Strategies for the Functional Analysis of the Azotobacter Vinelandii MoFe Protein and its Active Site FeMo-Cofactor
2004
The nitrogenase MoFe protein is the key player in Mo-dependent biological nitrogen fixation because it provides the site of substrate binding and reduction (Burgess and Lowe, 1996). As described elsewhere in this volume, reducing equivalents are delivered during catalysis from the Fe protein to the MoFe protein in a reaction coupled to MgATP hydrolysis. Although the nucleotide-binding sites are located on the Fe protein, it does not catalyze MgATP hydrolysis in the absence of the MoFe protein.
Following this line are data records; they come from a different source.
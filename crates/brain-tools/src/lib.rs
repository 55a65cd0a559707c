//! Tracing/debug primitives for tick-driven behavior trees.
//!
//! Engine-agnostic on purpose. Rendering of traces belongs in host tooling.

#![cfg_attr(docsrs, feature(doc_cfg))]
#![forbid(unsafe_code)]

pub mod trace;

pub use trace::{
    emit, NullTraceSink, SharedTraceLog, TraceEvent, TraceLog, TraceSink, VecTraceSink,
};
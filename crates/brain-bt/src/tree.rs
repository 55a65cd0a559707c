use std::collections::BTreeMap;
use std::rc::Rc;

use brain_core::{EntityId, Memory, TickContext, WorldMut};
use thiserror::Error;

use crate::bt::{BehaviorNode, NodeStatus};
use crate::stack::ResumptionStack;

/// Malformed tree configuration, reported before any tick runs.
#[derive(Debug, Clone, PartialEq, Eq, Error)]
pub enum TreeError {
    #[error("composite `{node}` has no children")]
    EmptyComposite { node: String },

    #[error("delay `{node}` must wait at least one tick (got {ticks})")]
    InvalidDelay { node: String, ticks: i64 },

    #[error("no tree registered under `{0}`")]
    UnknownTree(String),

    #[error("a tree named `{0}` is already registered")]
    DuplicateTree(String),
}

/// A validated, named root node.
///
/// Construction runs [`BehaviorNode::init`] over the whole tree exactly once, so a `Tree`
/// that exists is safe to tick.
pub struct Tree<W>
where
    W: WorldMut + 'static,
{
    name: String,
    root: Box<dyn BehaviorNode<W>>,
    required_keys: Vec<String>,
}

impl<W> Tree<W>
where
    W: WorldMut + 'static,
{
    pub fn new(name: impl Into<String>, mut root: Box<dyn BehaviorNode<W>>) -> Result<Self, TreeError> {
        root.init()?;
        let mut required_keys = Vec::new();
        root.required_keys(&mut required_keys);
        required_keys.sort();
        required_keys.dedup();
        Ok(Self {
            name: name.into(),
            root,
            required_keys,
        })
    }

    pub fn name(&self) -> &str {
        &self.name
    }

    /// Memory keys an entity must hold before its first tick on this tree, sorted.
    pub fn required_keys(&self) -> &[String] {
        &self.required_keys
    }

    pub fn root(&self) -> &dyn BehaviorNode<W> {
        self.root.as_ref()
    }

    pub fn act(
        &self,
        ctx: &TickContext,
        entity: EntityId,
        world: &mut W,
        memory: &mut Memory,
        stack: &mut ResumptionStack,
    ) -> NodeStatus {
        self.root.act(ctx, entity, world, memory, stack)
    }

    /// The path the next tick will take, without touching `stack`.
    pub fn describe_traversal(&self, stack: &ResumptionStack) -> String {
        let mut copy = stack.clone();
        self.root.describe_traversal(&mut copy)
    }
}

/// Named trees shared by every entity that runs them.
pub struct TreeRegistry<W>
where
    W: WorldMut + 'static,
{
    trees: BTreeMap<String, Rc<Tree<W>>>,
}

impl<W> TreeRegistry<W>
where
    W: WorldMut + 'static,
{
    pub fn new() -> Self {
        Self {
            trees: BTreeMap::new(),
        }
    }

    pub fn register(&mut self, tree: Tree<W>) -> Result<Rc<Tree<W>>, TreeError> {
        if self.trees.contains_key(tree.name()) {
            return Err(TreeError::DuplicateTree(tree.name().to_owned()));
        }
        let tree = Rc::new(tree);
        self.trees.insert(tree.name().to_owned(), Rc::clone(&tree));
        Ok(tree)
    }

    /// Build and register in one step.
    pub fn insert(
        &mut self,
        name: impl Into<String>,
        root: Box<dyn BehaviorNode<W>>,
    ) -> Result<Rc<Tree<W>>, TreeError> {
        self.register(Tree::new(name, root)?)
    }

    pub fn lookup(&self, name: &str) -> Result<Rc<Tree<W>>, TreeError> {
        self.trees
            .get(name)
            .cloned()
            .ok_or_else(|| TreeError::UnknownTree(name.to_owned()))
    }

    pub fn contains(&self, name: &str) -> bool {
        self.trees.contains_key(name)
    }

    pub fn names(&self) -> impl Iterator<Item = &str> {
        self.trees.keys().map(String::as_str)
    }

    pub fn len(&self) -> usize {
        self.trees.len()
    }

    pub fn is_empty(&self) -> bool {
        self.trees.is_empty()
    }
}

impl<W> Default for TreeRegistry<W>
where
    W: WorldMut + 'static,
{
    fn default() -> Self {
        Self::new()
    }
}
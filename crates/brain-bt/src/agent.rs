use std::rc::Rc;

use brain_core::{EntityId, Memory, TickContext, WorldMut};
use brain_tools::{emit, TraceEvent, TraceSink};

use crate::bt::NodeStatus;
use crate::stack::ResumptionStack;
use crate::tree::{Tree, TreeError, TreeRegistry};

#[cfg(feature = "serde")]
use serde::{Deserialize, Serialize};

/// Memory key holding a reference to the entity itself.
pub const SELF_KEY: &str = "self";
pub const HEALTH_KEY: &str = "health";
pub const MAX_HEALTH_KEY: &str = "max_health";

#[derive(Debug, Clone, Copy, PartialEq, Eq, Default)]
#[cfg_attr(feature = "serde", derive(Serialize, Deserialize))]
#[cfg_attr(feature = "serde", serde(default))]
pub struct AgentConfig {
    /// Log the traversal the next tick will take after every normal-mode tick.
    pub debug_behavior: bool,
}

/// Static description of a kind of entity: its trees and vitals.
#[derive(Debug, Clone, PartialEq, Eq)]
#[cfg_attr(feature = "serde", derive(Serialize, Deserialize))]
pub struct Archetype {
    pub name: String,

    #[cfg_attr(feature = "serde", serde(default = "default_max_health"))]
    pub max_health: i64,

    /// Tree run in normal mode.
    pub behavior: String,

    /// Tree run after [`Agent::trigger_interrupt`], e.g. a battle tree.
    #[cfg_attr(feature = "serde", serde(default))]
    pub interrupt_behavior: Option<String>,

    #[cfg_attr(feature = "serde", serde(default))]
    pub debug_behavior: bool,
}

#[cfg(feature = "serde")]
fn default_max_health() -> i64 {
    10
}

#[derive(Debug, Clone, Copy, PartialEq, Eq)]
pub enum AgentMode {
    Normal,
    Interrupting,
}

impl AgentMode {
    fn code(self) -> u64 {
        match self {
            AgentMode::Normal => 0,
            AgentMode::Interrupting => 1,
        }
    }
}

/// Per-entity tick driver.
///
/// Owns the entity's memory and resumption stack and evaluates exactly one root per tick:
/// the default tree in [`AgentMode::Normal`], the interrupt tree in
/// [`AgentMode::Interrupting`]. Every root switch clears the stack, so a tree never resumes
/// from indices written by another tree.
pub struct Agent<W>
where
    W: WorldMut + 'static,
{
    entity: EntityId,
    pub config: AgentConfig,
    memory: Memory,
    stack: ResumptionStack,
    behavior: Rc<Tree<W>>,
    interrupt: Option<Rc<Tree<W>>>,
    mode: AgentMode,
    last: Option<NodeStatus>,
    last_tick: u64,
    trace: Option<Box<dyn TraceSink>>,
}

impl<W> Agent<W>
where
    W: WorldMut + 'static,
{
    pub fn new(entity: EntityId, behavior: Rc<Tree<W>>) -> Self {
        let mut memory = Memory::new();
        memory.set(SELF_KEY, entity);
        Self {
            entity,
            config: AgentConfig::default(),
            memory,
            stack: ResumptionStack::new(),
            behavior,
            interrupt: None,
            mode: AgentMode::Normal,
            last: None,
            last_tick: 0,
            trace: None,
        }
    }

    pub fn from_archetype(
        entity: EntityId,
        archetype: &Archetype,
        registry: &TreeRegistry<W>,
    ) -> Result<Self, TreeError> {
        let behavior = registry.lookup(&archetype.behavior)?;
        let mut agent = Self::new(entity, behavior);
        agent.transform_to(archetype, registry)?;
        Ok(agent)
    }

    pub fn with_interrupt_behavior(mut self, tree: Rc<Tree<W>>) -> Self {
        self.interrupt = Some(tree);
        self
    }

    pub fn with_trace_sink(mut self, sink: Box<dyn TraceSink>) -> Self {
        self.trace = Some(sink);
        self
    }

    pub fn with_config(mut self, config: AgentConfig) -> Self {
        self.config = config;
        self
    }

    pub fn entity(&self) -> EntityId {
        self.entity
    }

    pub fn mode(&self) -> AgentMode {
        self.mode
    }

    pub fn is_interrupting(&self) -> bool {
        self.mode == AgentMode::Interrupting
    }

    pub fn memory(&self) -> &Memory {
        &self.memory
    }

    pub fn memory_mut(&mut self) -> &mut Memory {
        &mut self.memory
    }

    pub fn stack(&self) -> &ResumptionStack {
        &self.stack
    }

    pub fn behavior(&self) -> &Rc<Tree<W>> {
        &self.behavior
    }

    pub fn interrupt_behavior(&self) -> Option<&Rc<Tree<W>>> {
        self.interrupt.as_ref()
    }

    pub fn last_status(&self) -> Option<NodeStatus> {
        self.last
    }

    /// The path the active tree will take on the next tick.
    pub fn describe_traversal(&self) -> String {
        match (self.mode, self.interrupt.as_ref()) {
            (AgentMode::Interrupting, Some(tree)) => tree.describe_traversal(&self.stack),
            _ => self.behavior.describe_traversal(&self.stack),
        }
    }

    /// Replace the default tree.
    ///
    /// In normal mode the stack is cleared so the new tree starts fresh. While interrupting
    /// the stack belongs to the interrupt tree and is left alone; it is cleared on the way
    /// back to normal mode anyway.
    pub fn assign_behavior(&mut self, tree: Rc<Tree<W>>) {
        tracing::debug!(entity = %self.entity, from = self.behavior.name(), to = tree.name(), "behavior assigned");
        self.behavior = tree;
        if self.mode == AgentMode::Normal {
            self.stack.clear();
        }
        emit(
            &mut self.trace,
            TraceEvent::new(self.last_tick, self.entity, "agent.behavior.assign")
                .with_a(self.mode.code()),
        );
    }

    pub fn assign_behavior_named(
        &mut self,
        registry: &TreeRegistry<W>,
        name: &str,
    ) -> Result<(), TreeError> {
        let tree = registry.lookup(name)?;
        self.assign_behavior(tree);
        Ok(())
    }

    /// Replace the interrupt tree.
    ///
    /// While interrupting, a different tree restarts from its first child and `None` drops
    /// back to normal mode.
    pub fn set_interrupt_behavior(&mut self, tree: Option<Rc<Tree<W>>>) {
        let changed = match (self.interrupt.as_ref(), tree.as_ref()) {
            (Some(old), Some(new)) => !Rc::ptr_eq(old, new),
            (None, None) => false,
            _ => true,
        };
        if changed && self.mode == AgentMode::Interrupting {
            self.stack.clear();
            if tree.is_none() {
                self.mode = AgentMode::Normal;
            }
        }
        self.interrupt = tree;
    }

    /// Keys the assigned trees read that this agent's memory does not hold yet.
    pub fn missing_keys(&self) -> Vec<String> {
        let mut missing: Vec<String> = std::iter::once(&self.behavior)
            .chain(self.interrupt.as_ref())
            .flat_map(|tree| tree.required_keys())
            .filter(|key| !self.memory.contains(key))
            .cloned()
            .collect();
        missing.sort();
        missing.dedup();
        missing
    }

    pub fn health(&self) -> i64 {
        self.memory.int(HEALTH_KEY).unwrap_or(0)
    }

    pub fn max_health(&self) -> i64 {
        self.memory.int(MAX_HEALTH_KEY).unwrap_or(0)
    }

    /// Agents without vitals in memory never die.
    pub fn is_dead(&self) -> bool {
        self.memory.int(HEALTH_KEY).is_some_and(|health| health <= 0)
    }

    /// Lose `amount` health. Returns the new health, which may drop below zero.
    pub fn damage(&mut self, amount: i64) -> i64 {
        self.set_health(self.health().saturating_sub(amount))
    }

    /// Regain `amount` health, capped at max health.
    pub fn heal(&mut self, amount: i64) -> i64 {
        let max = self.max_health();
        self.set_health(self.health().saturating_add(amount).min(max))
    }

    pub fn kill(&mut self) {
        self.set_health(0);
    }

    fn set_health(&mut self, health: i64) -> i64 {
        self.memory.set(HEALTH_KEY, health);
        tracing::trace!(entity = %self.entity, health, "health changed");
        emit(
            &mut self.trace,
            TraceEvent::new(self.last_tick, self.entity, "agent.health")
                .with_a(health.max(0) as u64),
        );
        health
    }

    /// Re-resolve both trees from `archetype`, reset vitals in memory and restart traversal.
    ///
    /// Nothing changes when either tree name is unknown.
    pub fn transform_to(
        &mut self,
        archetype: &Archetype,
        registry: &TreeRegistry<W>,
    ) -> Result<(), TreeError> {
        let behavior = registry.lookup(&archetype.behavior)?;
        let interrupt = archetype
            .interrupt_behavior
            .as_deref()
            .map(|name| registry.lookup(name))
            .transpose()?;

        self.behavior = behavior;
        self.interrupt = interrupt;
        self.config.debug_behavior = archetype.debug_behavior;
        self.memory.set(HEALTH_KEY, archetype.max_health);
        self.memory.set(MAX_HEALTH_KEY, archetype.max_health);
        self.stack.clear();
        self.mode = AgentMode::Normal;
        Ok(())
    }

    /// Switch to the interrupt tree, discarding any in-flight traversal.
    ///
    /// Effects already committed by a Running leaf are not rolled back. Returns `false` (and
    /// does nothing) when no interrupt tree is assigned.
    pub fn trigger_interrupt(&mut self) -> bool {
        let Some(tree) = self.interrupt.as_ref() else {
            return false;
        };
        tracing::debug!(entity = %self.entity, tree = tree.name(), "interrupt triggered");
        self.mode = AgentMode::Interrupting;
        self.stack.clear();
        emit(
            &mut self.trace,
            TraceEvent::new(self.last_tick, self.entity, "agent.interrupt.enter"),
        );
        true
    }

    pub fn tick(&mut self, ctx: &TickContext, world: &mut W) -> NodeStatus {
        self.last_tick = ctx.tick;

        let status = match (self.mode, self.interrupt.as_ref()) {
            (AgentMode::Interrupting, Some(tree)) => {
                let status = tree.act(ctx, self.entity, world, &mut self.memory, &mut self.stack);
                if !status.is_running() {
                    self.mode = AgentMode::Normal;
                    self.stack.clear();
                    tracing::debug!(entity = %self.entity, %status, "interrupt finished");
                    emit(
                        &mut self.trace,
                        TraceEvent::new(ctx.tick, self.entity, "agent.interrupt.exit")
                            .with_a(status.code()),
                    );
                }
                status
            }
            _ => {
                self.mode = AgentMode::Normal;
                let status =
                    self.behavior
                        .act(ctx, self.entity, world, &mut self.memory, &mut self.stack);
                if self.config.debug_behavior {
                    tracing::debug!(
                        entity = %self.entity,
                        tick = ctx.tick,
                        %status,
                        "next tick:\n{}",
                        self.behavior.describe_traversal(&self.stack)
                    );
                }
                status
            }
        };

        emit(
            &mut self.trace,
            TraceEvent::new(ctx.tick, self.entity, "agent.tick")
                .with_a(status.code())
                .with_b(self.mode.code()),
        );
        self.last = Some(status);
        status
    }
}

/// A world that also stores the agents living in it.
///
/// Agents are taken out of the host for their own tick so that they can borrow the world
/// mutably; every other entity's memory stays reachable through [`WorldMut::memory_mut`].
pub trait AgentHost: WorldMut + Sized + 'static {
    fn agent_ids(&self) -> Vec<EntityId>;

    fn take_agent(&mut self, entity: EntityId) -> Option<Agent<Self>>;

    fn restore_agent(&mut self, agent: Agent<Self>);
}

/// Tick every agent once, in stable id order.
///
/// Entities spawned during this pass are first ticked on the next call. Returns the number of
/// agents ticked.
pub fn tick_agents<W>(ctx: &TickContext, world: &mut W) -> usize
where
    W: AgentHost,
{
    let mut ids = world.agent_ids();
    ids.sort_by_key(|id| id.stable_id());

    let mut ticked = 0;
    for id in ids {
        let Some(mut agent) = world.take_agent(id) else {
            continue;
        };
        agent.tick(ctx, world);
        world.restore_agent(agent);
        ticked += 1;
    }
    ticked
}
Also, neither the Fe protein nor the MoFe protein exhibits any substrate-reduction activity in the absence of its catalytic partner. An overall view of the role of MgATP in nitrogenase catalysis suggests a dynamic process involving transmission of signals back and forth from the MgATP site to the docking surface of the Fe protein, and probably extends into the MoFe protein and back again from the MoFe protein into the Fe protein (Howard and Rees, 1994). It seems likely that this complicated series of events ensures the unidirectional flow of electrons from the Fe protein to their final destination of substrates. Electrons delivered from the Fe protein appear to be initially received by an unusual [8Fe-7S] metallocluster, called the P cluster and these electrons are then delivered to another novel metallocluster, called the FeMo-cofactor [7Fe-9S-Mo-X-homocitrate], which provides the substrate-binding and -reduction site.